Data
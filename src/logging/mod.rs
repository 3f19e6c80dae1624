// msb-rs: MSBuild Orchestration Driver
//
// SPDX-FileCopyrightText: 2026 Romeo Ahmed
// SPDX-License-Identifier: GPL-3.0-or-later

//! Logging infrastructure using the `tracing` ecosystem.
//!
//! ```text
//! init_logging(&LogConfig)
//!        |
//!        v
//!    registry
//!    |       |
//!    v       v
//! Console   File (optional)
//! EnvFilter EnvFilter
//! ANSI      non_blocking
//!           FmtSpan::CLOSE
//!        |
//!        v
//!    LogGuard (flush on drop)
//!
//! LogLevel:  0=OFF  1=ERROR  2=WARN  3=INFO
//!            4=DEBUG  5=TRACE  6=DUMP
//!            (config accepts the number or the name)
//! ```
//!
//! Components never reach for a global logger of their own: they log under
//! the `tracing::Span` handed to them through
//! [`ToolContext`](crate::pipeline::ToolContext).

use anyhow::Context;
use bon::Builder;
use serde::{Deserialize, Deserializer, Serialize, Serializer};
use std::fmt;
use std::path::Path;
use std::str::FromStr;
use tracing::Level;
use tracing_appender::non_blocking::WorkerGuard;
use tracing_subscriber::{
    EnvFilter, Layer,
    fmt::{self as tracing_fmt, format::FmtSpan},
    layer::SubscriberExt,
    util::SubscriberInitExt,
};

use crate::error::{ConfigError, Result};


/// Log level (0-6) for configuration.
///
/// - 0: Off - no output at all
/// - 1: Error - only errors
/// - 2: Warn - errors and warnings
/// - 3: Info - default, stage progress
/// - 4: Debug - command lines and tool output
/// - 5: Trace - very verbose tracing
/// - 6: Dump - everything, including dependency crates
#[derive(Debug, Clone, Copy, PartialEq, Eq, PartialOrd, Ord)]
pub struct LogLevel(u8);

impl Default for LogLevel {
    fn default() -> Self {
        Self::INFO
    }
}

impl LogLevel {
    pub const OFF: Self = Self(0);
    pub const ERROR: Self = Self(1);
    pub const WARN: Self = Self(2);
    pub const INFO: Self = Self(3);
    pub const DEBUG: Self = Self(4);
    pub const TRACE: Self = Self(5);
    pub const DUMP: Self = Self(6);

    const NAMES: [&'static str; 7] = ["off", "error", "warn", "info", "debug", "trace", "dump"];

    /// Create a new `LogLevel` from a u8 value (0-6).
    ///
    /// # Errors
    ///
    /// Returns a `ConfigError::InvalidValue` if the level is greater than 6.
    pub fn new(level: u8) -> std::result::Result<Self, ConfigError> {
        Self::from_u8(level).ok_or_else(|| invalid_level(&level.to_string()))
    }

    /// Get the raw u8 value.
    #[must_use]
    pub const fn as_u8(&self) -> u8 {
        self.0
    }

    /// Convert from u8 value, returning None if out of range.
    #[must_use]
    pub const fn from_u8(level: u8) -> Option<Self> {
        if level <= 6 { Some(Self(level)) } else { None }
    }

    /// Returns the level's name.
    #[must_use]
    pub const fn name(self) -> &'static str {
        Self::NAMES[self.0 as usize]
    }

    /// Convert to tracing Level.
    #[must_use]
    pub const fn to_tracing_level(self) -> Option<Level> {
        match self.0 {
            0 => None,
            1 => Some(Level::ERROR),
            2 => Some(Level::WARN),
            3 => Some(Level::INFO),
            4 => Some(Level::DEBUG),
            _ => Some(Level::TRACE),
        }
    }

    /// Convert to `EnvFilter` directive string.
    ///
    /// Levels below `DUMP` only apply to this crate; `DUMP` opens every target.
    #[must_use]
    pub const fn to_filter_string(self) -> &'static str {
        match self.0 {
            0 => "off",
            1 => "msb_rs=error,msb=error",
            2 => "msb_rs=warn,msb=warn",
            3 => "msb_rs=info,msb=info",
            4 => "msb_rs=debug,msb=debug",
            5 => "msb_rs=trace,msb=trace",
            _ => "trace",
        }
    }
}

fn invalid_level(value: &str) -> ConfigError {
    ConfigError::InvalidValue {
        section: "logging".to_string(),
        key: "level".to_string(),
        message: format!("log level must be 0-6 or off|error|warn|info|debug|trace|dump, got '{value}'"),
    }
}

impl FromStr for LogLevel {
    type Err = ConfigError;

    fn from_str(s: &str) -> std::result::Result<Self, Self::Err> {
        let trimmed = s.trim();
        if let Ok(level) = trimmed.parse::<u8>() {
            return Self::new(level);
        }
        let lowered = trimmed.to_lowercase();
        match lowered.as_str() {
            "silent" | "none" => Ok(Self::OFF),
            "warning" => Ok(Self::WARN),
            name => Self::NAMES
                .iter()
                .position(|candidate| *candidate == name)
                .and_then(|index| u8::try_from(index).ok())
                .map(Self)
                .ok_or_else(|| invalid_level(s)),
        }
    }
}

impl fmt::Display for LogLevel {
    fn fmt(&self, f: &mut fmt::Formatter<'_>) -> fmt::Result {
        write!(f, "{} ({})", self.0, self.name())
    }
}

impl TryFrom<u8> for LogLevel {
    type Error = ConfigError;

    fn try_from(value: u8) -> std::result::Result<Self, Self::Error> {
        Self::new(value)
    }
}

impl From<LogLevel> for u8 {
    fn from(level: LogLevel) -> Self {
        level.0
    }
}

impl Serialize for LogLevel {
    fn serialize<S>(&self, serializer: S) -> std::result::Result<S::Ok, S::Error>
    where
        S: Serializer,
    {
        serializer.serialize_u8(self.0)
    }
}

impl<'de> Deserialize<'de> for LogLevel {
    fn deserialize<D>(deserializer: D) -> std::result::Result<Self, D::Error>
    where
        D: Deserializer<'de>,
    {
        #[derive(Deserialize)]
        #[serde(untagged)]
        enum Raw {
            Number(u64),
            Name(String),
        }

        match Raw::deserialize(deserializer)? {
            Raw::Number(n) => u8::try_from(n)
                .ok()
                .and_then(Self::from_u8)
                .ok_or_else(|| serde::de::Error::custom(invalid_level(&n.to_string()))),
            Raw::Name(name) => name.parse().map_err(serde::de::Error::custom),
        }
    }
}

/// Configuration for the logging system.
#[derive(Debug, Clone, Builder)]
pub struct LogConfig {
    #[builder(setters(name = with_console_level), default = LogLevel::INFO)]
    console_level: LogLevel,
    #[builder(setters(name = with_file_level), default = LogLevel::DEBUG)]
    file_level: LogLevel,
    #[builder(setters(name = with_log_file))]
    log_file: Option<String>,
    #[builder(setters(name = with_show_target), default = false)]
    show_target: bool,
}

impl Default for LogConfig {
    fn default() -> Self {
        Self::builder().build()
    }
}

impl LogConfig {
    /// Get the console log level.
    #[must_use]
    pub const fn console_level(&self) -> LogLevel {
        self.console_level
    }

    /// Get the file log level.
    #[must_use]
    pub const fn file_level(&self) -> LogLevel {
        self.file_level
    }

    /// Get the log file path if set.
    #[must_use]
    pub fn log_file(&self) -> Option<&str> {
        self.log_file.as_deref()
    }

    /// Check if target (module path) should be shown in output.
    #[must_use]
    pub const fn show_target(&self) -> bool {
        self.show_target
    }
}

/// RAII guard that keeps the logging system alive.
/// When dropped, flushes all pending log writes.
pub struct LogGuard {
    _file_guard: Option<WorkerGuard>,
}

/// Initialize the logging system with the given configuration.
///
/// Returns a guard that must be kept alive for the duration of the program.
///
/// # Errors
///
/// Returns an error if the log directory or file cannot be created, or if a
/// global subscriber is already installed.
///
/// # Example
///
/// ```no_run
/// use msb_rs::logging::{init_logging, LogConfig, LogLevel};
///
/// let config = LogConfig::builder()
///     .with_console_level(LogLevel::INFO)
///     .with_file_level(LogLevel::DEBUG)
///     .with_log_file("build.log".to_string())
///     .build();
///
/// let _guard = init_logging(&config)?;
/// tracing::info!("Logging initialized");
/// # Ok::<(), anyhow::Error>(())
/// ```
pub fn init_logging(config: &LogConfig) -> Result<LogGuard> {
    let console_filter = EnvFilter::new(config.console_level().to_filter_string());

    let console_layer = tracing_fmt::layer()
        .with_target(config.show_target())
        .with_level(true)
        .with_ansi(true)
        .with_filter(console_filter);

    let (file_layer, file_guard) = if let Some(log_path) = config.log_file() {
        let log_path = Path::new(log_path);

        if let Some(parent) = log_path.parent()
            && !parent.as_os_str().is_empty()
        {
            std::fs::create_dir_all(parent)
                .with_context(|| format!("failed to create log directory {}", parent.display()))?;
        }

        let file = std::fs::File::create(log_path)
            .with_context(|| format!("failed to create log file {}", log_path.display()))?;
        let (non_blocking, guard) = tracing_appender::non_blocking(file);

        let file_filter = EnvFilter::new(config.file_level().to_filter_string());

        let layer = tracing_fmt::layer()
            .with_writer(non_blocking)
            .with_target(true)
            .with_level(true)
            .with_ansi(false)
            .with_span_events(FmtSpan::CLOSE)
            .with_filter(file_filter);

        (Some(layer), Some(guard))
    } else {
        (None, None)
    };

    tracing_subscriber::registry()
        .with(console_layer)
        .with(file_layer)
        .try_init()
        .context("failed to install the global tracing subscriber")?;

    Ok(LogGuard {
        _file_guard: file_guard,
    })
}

What needs to be done
If a line in the records contains "EnvFilter", report it.

Reply to the task
//! EnvFilter EnvFilter
    EnvFilter, Layer,
    /// Convert to `EnvFilter` directive string.
    let console_filter = EnvFilter::new(config.console_level().to_filter_string());
        let file_filter = EnvFilter::new(config.file_level().to_filter_string());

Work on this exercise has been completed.